The EarthBox is also self-watering. I think I have topped up the tank once since I assembled it, which given that this has been the hottest, driest spring for centuries, is pretty good.

Basically, there is a big reservoir in the bottom, which you fill via a plastic tube. You give the whole thing a good watering before you plant and from then on, the water is drawn up through the compost.

The cleverest bit, as far as I'm concerned, is what the manufacturers call a mulch cover. This is like a plastic shower cap that fits over the top of the box, which stops the water evaporating. The manufacturers are proud of the fact that it keeps weeds down, thus eliminating the need for herbicide. I must say, I laughed when I read this - the idea that you might need to resort to weedkiller in a space this small was hilarious. No, make that tragic.

I'm glad I bought the staking system, as it is very sturdy. It comes with a net for climbing plants, but I've tied in a couple of canes to support my tomatoes.

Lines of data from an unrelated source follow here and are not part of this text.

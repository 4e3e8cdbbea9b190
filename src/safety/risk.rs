//! Risk levels and rule categories
//!
//! Every verdict produced by the classifier is expressed with these two
//! enums. `RiskLevel` is totally ordered so signals combine with `max`.

use serde::{Deserialize, Serialize};
use std::fmt;
use std::str::FromStr;

/// Risk level of a command batch
#[derive(
    Debug, Clone, Copy, Default, PartialEq, Eq, Hash, PartialOrd, Ord, Serialize, Deserialize,
)]
#[serde(rename_all = "lowercase")]
pub enum RiskLevel {
    /// Recognised read-only command, safe to show and run
    #[default]
    Low = 0,
    /// Unrecognised or mildly mutating command, needs confirmation
    Medium = 1,
    /// Destructive or privileged command, needs confirmation
    High = 2,
}

impl RiskLevel {
    /// Combine two signals, keeping the most severe
    pub fn escalate(self, other: RiskLevel) -> RiskLevel {
        self.max(other)
    }

    /// Whether a command at this level must be confirmed before running
    pub fn requires_confirmation(self) -> bool {
        self != RiskLevel::Low
    }

    /// Three-level badge label used by presentation layers
    pub fn badge(self) -> &'static str {
        match self {
            RiskLevel::Low => "LOW",
            RiskLevel::Medium => "MEDIUM",
            RiskLevel::High => "HIGH",
        }
    }

    /// Lowercase wire name
    pub fn as_str(self) -> &'static str {
        match self {
            RiskLevel::Low => "low",
            RiskLevel::Medium => "medium",
            RiskLevel::High => "high",
        }
    }
}

impl fmt::Display for RiskLevel {
    fn fmt(&self, f: &mut fmt::Formatter<'_>) -> fmt::Result {
        match self {
            RiskLevel::Low => write!(f, "Low"),
            RiskLevel::Medium => write!(f, "Medium"),
            RiskLevel::High => write!(f, "High"),
        }
    }
}

/// Category a rule belongs to, in evaluation order
#[derive(Debug, Clone, Copy, PartialEq, Eq, Hash, Serialize, Deserialize)]
#[serde(rename_all = "snake_case")]
pub enum RuleCategory {
    /// Never surfaced, even with confirmation
    HardBlock,
    /// Escalates to High
    HighRisk,
    /// Escalates to at least Medium
    MediumRisk,
    /// Anchored read-only pattern; only suppresses the unknown-command fallback
    ReadOnlyHint,
}

impl RuleCategory {
    /// All categories in the order the engine evaluates them
    pub const ALL: [RuleCategory; 4] = [
        RuleCategory::HardBlock,
        RuleCategory::HighRisk,
        RuleCategory::MediumRisk,
        RuleCategory::ReadOnlyHint,
    ];

    /// Risk level a match in this category escalates to, if any
    pub fn escalates_to(self) -> Option<RiskLevel> {
        match self {
            RuleCategory::HighRisk => Some(RiskLevel::High),
            RuleCategory::MediumRisk => Some(RiskLevel::Medium),
            // Hard blocks set `blocked` instead of raising the level
            RuleCategory::HardBlock | RuleCategory::ReadOnlyHint => None,
        }
    }

    /// Snake-case name, used for config keys and metric labels
    pub fn as_str(self) -> &'static str {
        match self {
            RuleCategory::HardBlock => "hard_block",
            RuleCategory::HighRisk => "high_risk",
            RuleCategory::MediumRisk => "medium_risk",
            RuleCategory::ReadOnlyHint => "read_only_hint",
        }
    }
}

impl fmt::Display for RuleCategory {
    fn fmt(&self, f: &mut fmt::Formatter<'_>) -> fmt::Result {
        match self {
            RuleCategory::HardBlock => write!(f, "HardBlock"),
            RuleCategory::HighRisk => write!(f, "HighRisk"),
            RuleCategory::MediumRisk => write!(f, "MediumRisk"),
            RuleCategory::ReadOnlyHint => write!(f, "ReadOnlyHint"),
        }
    }
}

const CATEGORY_NAMES: &str = "hard_block, high_risk, medium_risk, read_only_hint";

impl FromStr for RuleCategory {
    type Err = String;

    fn from_str(s: &str) -> Result<Self, Self::Err> {
        match s.to_lowercase().replace('-', "_").as_str() {
            "hard_block" | "hardblock" => Ok(RuleCategory::HardBlock),
            "high_risk" | "highrisk" | "high" => Ok(RuleCategory::HighRisk),
            "medium_risk" | "mediumrisk" | "medium" => Ok(RuleCategory::MediumRisk),
            "read_only_hint" | "readonlyhint" | "read_only" => Ok(RuleCategory::ReadOnlyHint),
            other => Err(format!(
                "Unknown rule category '{}'. Must be one of: {}",
                other, CATEGORY_NAMES
            )),
        }
    }
}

The manufacturers claim that the assembly instructions are foolproof, which is true, up to a point. However, if you've bought the staking system, you cannot assemble it after you have filled and planted the EarthBox. Again, if you have the staking system, the wheels from the basic EarthBox are used in a different way. I think the EarthBox instructions should make this clear.

The only other quibble I have is with the name. Rather than EarthBox, with its connotations of kitty litter, I think I would rechristen it The Moveable Feast.